Growing up on a farm teaches the value of hard work and instills an independence that is not just something to be proud of; it becomes a part of who you are as a person. It’s a trait all farm kids-turned-adults have in common.
Since most farm owners grew up on farms, it’s hard to fathom why anyone would spout about the need for work-life balance. But there is a wide disconnect between most farmers’ views of work-life balance and what the workforce is telling us today.
While you might be tempted to think it’s just a fad—as some of us thought when organics started—I’m here to tell you work-life balance isn’t just a buzz word you can ignore.
According to the 2017 Randstad Employer Brand Research Report, 45 percent of employees said good work-life balance is an important attribute when gauging the attractiveness of an organization. It came right after an attractive salary (58 percent) and long-term job security (46 percent).
As a recruiter in agriculture, I constantly hear from job seekers who would love to work on a farm but don’t think the work-life balance will work for their family. It’s not that they won’t put in some extra hours when needed, but they also know most often on farms the balance is, well, not balanced.
I can hear your sighs as you read this—members of my own family included. My concern is that we are losing too many great hires in an already tight labor market because they believe a farm can’t offer a career with a decent work-life balance.
While the seasonality of our business can’t be changed, we can change our approach to labor.
Agriculture is not alone; plenty of other industries have peaks in their cycles. Think about retail and food manufacturers around the holidays. The construction industry in northern states can’t work on projects year-round. Accounting firms are four months of the year. The labor shortage is not fixing itself anytime soon, and we can’t keep losing great candidates. We need to rethink the labor on our farms.
There are two basic problems to solve. One, how do we attract the best of the best for our full-time year-round positions? Two, how can we add supplement labor during the peak season to ensure our full-time team does not get burned out? Here are a few creative ideas from other industries and farmers to help solve these problems.

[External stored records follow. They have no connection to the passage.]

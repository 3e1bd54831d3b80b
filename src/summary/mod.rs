//! Post-capture summarization boundary.
//!
//! When a session closes, its transcript can be handed to a [`Summarizer`]
//! for meeting minutes, topics, and follow-ups. The capture core only
//! defines the boundary (a pure text-in, structure-out call) and treats
//! summarizer failures as log-and-continue, never as session failures.

use anyhow::Result;
use async_trait::async_trait;
use serde::{Deserialize, Serialize};

use crate::session::TranscriptEntry;

/// Structured summary of one meeting transcript.
#[derive(Debug, Clone, Default, Serialize, Deserialize)]
pub struct SummaryResult {
    pub overall_summary: String,
    pub key_points: Vec<String>,
    pub action_items: Vec<String>,
    pub next_steps: Vec<String>,
    pub topics: Vec<String>,
}

/// Turns a plain-text transcript and a meeting title into a structured
/// summary. Stateless by contract.
#[async_trait]
pub trait Summarizer: Send + Sync {
    async fn summarize(&self, transcript: &str, meeting_title: &str) -> Result<SummaryResult>;
}

/// Render transcript entries as the `speaker: text` lines summarizers
/// consume, one utterance per line in chronological order.
pub fn transcript_text(entries: &[TranscriptEntry]) -> String {
    entries
        .iter()
        .map(|e| format!("{}: {}", e.speaker, e.text))
        .collect::<Vec<_>>()
        .join("\n")
}

#[cfg(test)]
mod tests {
    use super::*;

    #[test]
    fn test_transcript_text_format() {
        let entries = vec![
            TranscriptEntry::final_utterance("hello everyone", Some(0.95)),
            TranscriptEntry::final_utterance("let's begin", Some(0.9)),
        ];

        let text = transcript_text(&entries);
        assert_eq!(
            text,
            "Current Speaker: hello everyone\nCurrent Speaker: let's begin"
        );
    }

    #[test]
    fn test_empty_transcript_renders_empty() {
        assert_eq!(transcript_text(&[]), "");
    }
}
//! Chunked recording sink.
//!
//! Pulls a chunk from the combined stream on a fixed interval and forwards
//! it for buffering. Recorder faults mid-session are logged and survived;
//! the session keeps whatever chunks were already captured.

use std::sync::Arc;
use std::time::Duration;
use tokio::sync::{mpsc, Mutex};
use tokio::task::JoinHandle;
use tokio::time::MissedTickBehavior;
use tokio_util::sync::CancellationToken;
use tracing::{debug, warn};

use crate::media::CombinedStream;

pub struct RecordingSink {
    cancel: CancellationToken,
    task: Option<JoinHandle<()>>,
}

impl RecordingSink {
    /// Begin pulling chunks from `stream` every `interval`, sending them on
    /// `chunks`. The channel closes when the sink stops.
    pub fn start(
        stream: Arc<Mutex<CombinedStream>>,
        interval: Duration,
        chunks: mpsc::Sender<Vec<u8>>,
    ) -> Self {
        let cancel = CancellationToken::new();
        let task = tokio::spawn(run(stream, interval, chunks, cancel.clone()));
        Self {
            cancel,
            task: Some(task),
        }
    }

    /// Stop the chunk timer and flush whatever the stream still has pending.
    pub async fn stop(mut self) {
        self.cancel.cancel();
        if let Some(task) = self.task.take() {
            let _ = task.await;
        }
    }
}

impl Drop for RecordingSink {
    fn drop(&mut self) {
        self.cancel.cancel();
    }
}

async fn run(
    stream: Arc<Mutex<CombinedStream>>,
    interval: Duration,
    chunks: mpsc::Sender<Vec<u8>>,
    cancel: CancellationToken,
) {
    let mut ticker = tokio::time::interval(interval);
    ticker.set_missed_tick_behavior(MissedTickBehavior::Delay);
    // The first tick completes immediately; the first chunk should come a
    // full interval after start.
    ticker.tick().await;

    loop {
        tokio::select! {
            _ = cancel.cancelled() => break,
            _ = ticker.tick() => {
                match read_chunk(&stream).await {
                    Ok(chunk) if !chunk.is_empty() => {
                        if chunks.send(chunk).await.is_err() {
                            return;
                        }
                    }
                    Ok(_) => {}
                    Err(e) => {
                        warn!("Recorder fault, keeping chunks captured so far: {e}");
                    }
                }
            }
        }
    }

    // Final flush before the device streams are released.
    match read_chunk(&stream).await {
        Ok(chunk) if !chunk.is_empty() => {
            debug!("Flushing final chunk: {} bytes", chunk.len());
            let _ = chunks.send(chunk).await;
        }
        Ok(_) => {}
        Err(e) => warn!("Recorder fault during final flush: {e}"),
    }
}

async fn read_chunk(
    stream: &Arc<Mutex<CombinedStream>>,
) -> Result<Vec<u8>, crate::media::MediaError> {
    stream.lock().await.read_chunk()
}

#[cfg(test)]
mod tests {
    use super::*;
    use crate::media::{ChunkSource, DeviceStream, MediaAcquisition, MediaError, MediaGateway, TrackKind};
    use async_trait::async_trait;
    use std::collections::VecDeque;
    use std::sync::Mutex as StdMutex;

    /// Chunk source that replays scripted chunk sizes, then goes quiet.
    struct ScriptedSource {
        sizes: Arc<StdMutex<VecDeque<usize>>>,
        fail_after: Option<usize>,
        reads: usize,
    }

    impl ChunkSource for ScriptedSource {
        fn read_chunk(&mut self) -> Result<Vec<u8>, MediaError> {
            self.reads += 1;
            if let Some(limit) = self.fail_after {
                if self.reads > limit {
                    return Err(MediaError::StreamFault("encoder crashed".into()));
                }
            }
            let size = self.sizes.lock().unwrap().pop_front().unwrap_or(0);
            Ok(vec![0xAB; size])
        }

        fn release(&mut self) {}
    }

    struct ScriptedGateway {
        display_sizes: Vec<usize>,
        fail_after: Option<usize>,
    }

    #[async_trait]
    impl MediaGateway for ScriptedGateway {
        async fn open_display(&self) -> Result<DeviceStream, MediaError> {
            Ok(DeviceStream::new(
                "scripted-display",
                vec![TrackKind::ScreenVideo, TrackKind::ScreenAudio],
                Box::new(ScriptedSource {
                    sizes: Arc::new(StdMutex::new(self.display_sizes.clone().into())),
                    fail_after: self.fail_after,
                    reads: 0,
                }),
            ))
        }

        async fn open_microphone(&self) -> Result<DeviceStream, MediaError> {
            Ok(DeviceStream::new(
                "scripted-microphone",
                vec![TrackKind::Microphone],
                Box::new(ScriptedSource {
                    sizes: Arc::new(StdMutex::new(VecDeque::new())),
                    fail_after: None,
                    reads: 0,
                }),
            ))
        }
    }

    async fn scripted_stream(
        display_sizes: Vec<usize>,
        fail_after: Option<usize>,
    ) -> Arc<Mutex<CombinedStream>> {
        let gateway = Arc::new(ScriptedGateway {
            display_sizes,
            fail_after,
        });
        let acquisition = MediaAcquisition::new(gateway, Duration::from_secs(1));
        Arc::new(Mutex::new(acquisition.acquire().await.unwrap()))
    }

    #[tokio::test]
    async fn test_chunks_buffer_in_order_and_round_trip() {
        let stream = scripted_stream(vec![10, 20, 15], None).await;
        let (tx, mut rx) = mpsc::channel(16);
        let sink = RecordingSink::start(stream, Duration::from_millis(10), tx);

        let mut received = Vec::new();
        while received.len() < 3 {
            match tokio::time::timeout(Duration::from_secs(2), rx.recv()).await {
                Ok(Some(chunk)) => received.push(chunk),
                _ => break,
            }
        }
        sink.stop().await;

        let sizes: Vec<usize> = received.iter().map(Vec::len).collect();
        assert_eq!(sizes, vec![10, 20, 15]);

        let blob = crate::recording::Recording::assemble(received);
        assert_eq!(blob.len(), 45);
    }

    #[tokio::test]
    async fn test_recorder_fault_keeps_earlier_chunks() {
        let stream = scripted_stream(vec![8], Some(1)).await;
        let (tx, mut rx) = mpsc::channel(16);
        let sink = RecordingSink::start(stream, Duration::from_millis(10), tx);

        let first = tokio::time::timeout(Duration::from_secs(2), rx.recv())
            .await
            .expect("first chunk should arrive")
            .expect("channel open");
        assert_eq!(first.len(), 8);

        // Subsequent reads fault; the sink must keep running, not crash.
        tokio::time::sleep(Duration::from_millis(50)).await;
        sink.stop().await;

        // Channel closed after stop, no further chunks.
        assert!(rx.recv().await.is_none());
    }

    #[tokio::test]
    async fn test_stop_flushes_pending_chunk() {
        // One chunk scripted, interval far longer than the test: only the
        // stop-flush can deliver it.
        let stream = scripted_stream(vec![33], None).await;
        let (tx, mut rx) = mpsc::channel(16);
        let sink = RecordingSink::start(stream, Duration::from_secs(3600), tx);

        tokio::time::sleep(Duration::from_millis(20)).await;
        sink.stop().await;

        let flushed = rx.recv().await.expect("flushed chunk");
        assert_eq!(flushed.len(), 33);
        assert!(rx.recv().await.is_none());
    }
}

Retirees are a great resource for additional staff during the peak season. They care about the equipment, are punctual, and don’t want to be year-round employees. The only challenge is how to find retirees. They aren’t looking on job boards. To be successful, you need to focus on word-of-mouth. Talk with anyone and everyone in the community about your opportunity.

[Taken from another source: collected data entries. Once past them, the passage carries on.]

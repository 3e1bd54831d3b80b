//! Recording artifacts.

pub mod sink;

pub use sink::RecordingSink;

use serde::Serialize;

/// A finalized recording, assembled from buffered chunks at session stop.
/// This is the only playable artifact; there is no partial/streamed
/// playback path.
#[derive(Debug, Clone, Serialize)]
pub struct Recording {
    pub media_type: String,
    #[serde(skip)]
    pub data: Vec<u8>,
    pub chunk_count: usize,
}

impl Recording {
    pub const MEDIA_TYPE: &'static str = "video/webm";

    /// Concatenate chunks in emission order into one blob.
    pub fn assemble(chunks: Vec<Vec<u8>>) -> Self {
        let chunk_count = chunks.len();
        let mut data = Vec::with_capacity(chunks.iter().map(Vec::len).sum());
        for chunk in &chunks {
            data.extend_from_slice(chunk);
        }
        Self {
            media_type: Self::MEDIA_TYPE.to_string(),
            data,
            chunk_count,
        }
    }

    pub fn len(&self) -> usize {
        self.data.len()
    }

    pub fn is_empty(&self) -> bool {
        self.data.is_empty()
    }
}
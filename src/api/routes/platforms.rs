//! Platform integration endpoints.

use axum::{extract::State, response::Json, routing::get, Router};
use serde_json::{json, Value};
use std::sync::Arc;

use crate::session::CaptureService;

pub fn router(service: Arc<CaptureService>) -> Router {
    Router::new()
        .route("/platforms", get(list_platforms))
        .with_state(service)
}

async fn list_platforms(State(service): State<Arc<CaptureService>>) -> Json<Value> {
    Json(json!({ "platforms": service.platform_integrations() }))
}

If there’s a college or university near you, students are typically looking for evening job opportunities. This allows your full-time team to leave work and not work into the late hours of the night. Most students look for jobs on a website called Handshake. It would be beneficial to post your job there to attract more college students. Since students also use various forms of social media, social media advertisements are another good way to target these candidates.
Partner with another industry
Partnering with another company can be a hidden opportunity. For example, a company in Nebraska hires seasonal soil samplers from another company that lays off their employees at the same time of the year. These companies encourage employees to work for each other during the opposite season. Look at your individual market to see which companies are nearby and learn about their typical seasons and work schedules. If a local company has structured hours from 6 a.m. to 3 p.m., you can target employees who want extra hours from 4 p.m. or later.

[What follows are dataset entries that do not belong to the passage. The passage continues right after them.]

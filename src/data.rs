//! The decoded data of a Hershey font.

use itertools::{Itertools, MinMaxResult};
use std::collections::HashMap;
use std::fmt;

/// A single step of a glyph path in pen-space coordinates.
///
/// Paths consist of open polylines only: there is no close operation and no curve operation.
#[derive(Debug, PartialEq, Eq, Hash, Clone, Copy)]
pub enum PathOp {
    /// Lifts the pen and starts a new polyline at `(x, y)`.
    MoveTo(i32, i32),
    /// Draws a straight line from the current point to `(x, y)`.
    LineTo(i32, i32),
}

impl PathOp {
    /// The point the pen is located at after the operation.
    pub fn point(&self) -> (i32, i32) {
        match *self {
            PathOp::MoveTo(x, y) | PathOp::LineTo(x, y) => (x, y),
        }
    }
}

/// A decoded glyph.
///
/// A non-empty path always starts with [`PathOp::MoveTo`].
#[derive(Debug, PartialEq, Eq, Clone)]
pub struct GlyphRecord {
    /// The Hershey code of the glyph.
    ///
    /// Codes are unique within a glyph table but neither continuous nor related to ASCII.
    pub code: u32,
    /// The left side-bearing.
    pub left: i32,
    /// The right side-bearing.
    ///
    /// Not necessarily greater than `left`.
    pub right: i32,
    /// The strokes of the glyph.
    pub path: Vec<PathOp>,
}

impl GlyphRecord {
    /// Returns the flattened line segments of the glyph in path order.
    pub fn segments(&self) -> Vec<Segment> {
        crate::path::flatten(self).collect()
    }
}

/// A straight line between two pen positions.
#[derive(Debug, PartialEq, Eq, Hash, Clone, Copy)]
pub struct Segment {
    /// The x coordinate of the start point.
    pub x1: i32,
    /// The y coordinate of the start point.
    pub y1: i32,
    /// The x coordinate of the end point.
    pub x2: i32,
    /// The y coordinate of the end point.
    pub y2: i32,
}

impl Segment {
    /// Both endpoints of the segment.
    pub fn endpoints(&self) -> [(i32, i32); 2] {
        [(self.x1, self.y1), (self.x2, self.y2)]
    }
}

impl fmt::Display for Segment {
    fn fmt(&self, f: &mut fmt::Formatter<'_>) -> fmt::Result {
        write!(f, "{},{},{},{}", self.x1, self.y1, self.x2, self.y2)
    }
}

/// An axis-aligned rectangle with integer coordinates.
#[derive(Debug, PartialEq, Eq, Hash, Clone, Copy, Default)]
pub struct Rect {
    /// The smallest x coordinate.
    pub x: i32,
    /// The smallest y coordinate.
    pub y: i32,
    /// The extent along the x axis.
    pub width: i32,
    /// The extent along the y axis.
    pub height: i32,
}

impl Rect {
    /// Returns the smallest rectangle containing all given points, or `None` if there are no points.
    ///
    /// ```
    /// # use hershey::data::Rect;
    /// let rect = Rect::enclosing(vec![(3, -2), (-1, 4), (0, 0)]).unwrap();
    /// assert_eq!(rect, Rect { x: -1, y: -2, width: 4, height: 6 });
    /// ```
    pub fn enclosing<I>(points: I) -> Option<Rect>
    where
        I: IntoIterator<Item = (i32, i32)>,
    {
        let (xs, ys): (Vec<i32>, Vec<i32>) = points.into_iter().unzip();
        let (min_x, max_x) = min_max(xs)?;
        let (min_y, max_y) = min_max(ys)?;

        Some(Rect {
            x: min_x,
            y: min_y,
            width: max_x - min_x,
            height: max_y - min_y,
        })
    }
}

fn min_max(values: Vec<i32>) -> Option<(i32, i32)> {
    match values.into_iter().minmax() {
        MinMaxResult::NoElements => None,
        MinMaxResult::OneElement(x) => Some((x, x)),
        MinMaxResult::MinMax(min, max) => Some((min, max)),
    }
}

/// The decoded glyphs of a font in source order.
///
/// The table keeps an index from glyph code to position which is built once on construction.
#[derive(Debug, PartialEq, Eq, Clone, Default)]
pub struct GlyphTable {
    glyphs: Vec<GlyphRecord>,
    positions: HashMap<u32, usize>,
}

impl GlyphTable {
    /// Creates a table from glyphs with pairwise distinct codes.
    ///
    /// Callers guarantee uniqueness; [`glyph::load`](crate::glyph::load) rejects duplicates before constructing a table.
    pub(crate) fn from_glyphs(glyphs: Vec<GlyphRecord>) -> Self {
        let positions: HashMap<u32, usize> = glyphs
            .iter()
            .enumerate()
            .map(|(position, glyph)| (glyph.code, position))
            .collect();
        debug_assert_eq!(positions.len(), glyphs.len());

        GlyphTable { glyphs, positions }
    }

    /// The number of glyphs.
    pub fn len(&self) -> usize {
        self.glyphs.len()
    }

    /// Whether the table has no glyphs.
    pub fn is_empty(&self) -> bool {
        self.glyphs.is_empty()
    }

    /// Returns the glyph with the given code.
    pub fn get(&self, code: u32) -> Result<&GlyphRecord, LookupError> {
        self.index_of(code)
            .map(|position| &self.glyphs[position])
            .ok_or(LookupError::UnknownCode(code))
    }

    /// Returns the position of the glyph with the given code.
    pub fn index_of(&self, code: u32) -> Option<usize> {
        self.positions.get(&code).copied()
    }

    /// Returns the glyph at the given position.
    pub fn at(&self, position: usize) -> Option<&GlyphRecord> {
        self.glyphs.get(position)
    }

    /// Iterates the glyphs in source order.
    pub fn iter(&self) -> std::slice::Iter<'_, GlyphRecord> {
        self.glyphs.iter()
    }
}

impl<'a> IntoIterator for &'a GlyphTable {
    type Item = &'a GlyphRecord;
    type IntoIter = std::slice::Iter<'a, GlyphRecord>;

    fn into_iter(self) -> Self::IntoIter {
        self.iter()
    }
}

/// An error that may occur when looking up a glyph.
#[derive(Debug, PartialEq, Eq, Hash, Clone)]
pub enum LookupError {
    /// No glyph has the code.
    UnknownCode(u32),
    /// No family has the name.
    UnknownFamily(String),
    /// The family has no glyph for the ASCII code.
    AsciiOutOfRange {
        /// The name of the family.
        family: String,
        /// The requested ASCII code.
        ascii: u32,
    },
}

impl fmt::Display for LookupError {
    fn fmt(&self, f: &mut fmt::Formatter<'_>) -> fmt::Result {
        match self {
            Self::UnknownCode(code) => write!(f, "There is no glyph with code {}.", code),
            Self::UnknownFamily(family) => write!(f, "There is no family named {:?}.", family),
            Self::AsciiOutOfRange { family, ascii } => write!(
                f,
                "The family {:?} has no glyph for ASCII code {}.",
                family, ascii
            ),
        }
    }
}

impl std::error::Error for LookupError {
    fn source(&self) -> Option<&(dyn std::error::Error + 'static)> {
        None
    }
}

H-2A employees are another great resource, although it comes with a set of challenges. It can be difficult to predict and commit to how long the season will be, and you’ll also need to stay in compliance with housing and pay rules.
Your local staffing firm, which comes with a higher price tag, can take away the burden of finding employees and keeps the employees on their payroll. When you want to let someone go, the staffing firms takes care of everything.
Remember, work-life balance is different for everyone. Not all employees need or want the same hours. For example, we work with one agricultural equipment dealership that develops custom plans by employee. If employees want to work between 40 to 45 hours per week, the dealership will honor their schedules. If a technician wants to work extra hours, then the person can do so. Talk to your employees to understand their desired schedules.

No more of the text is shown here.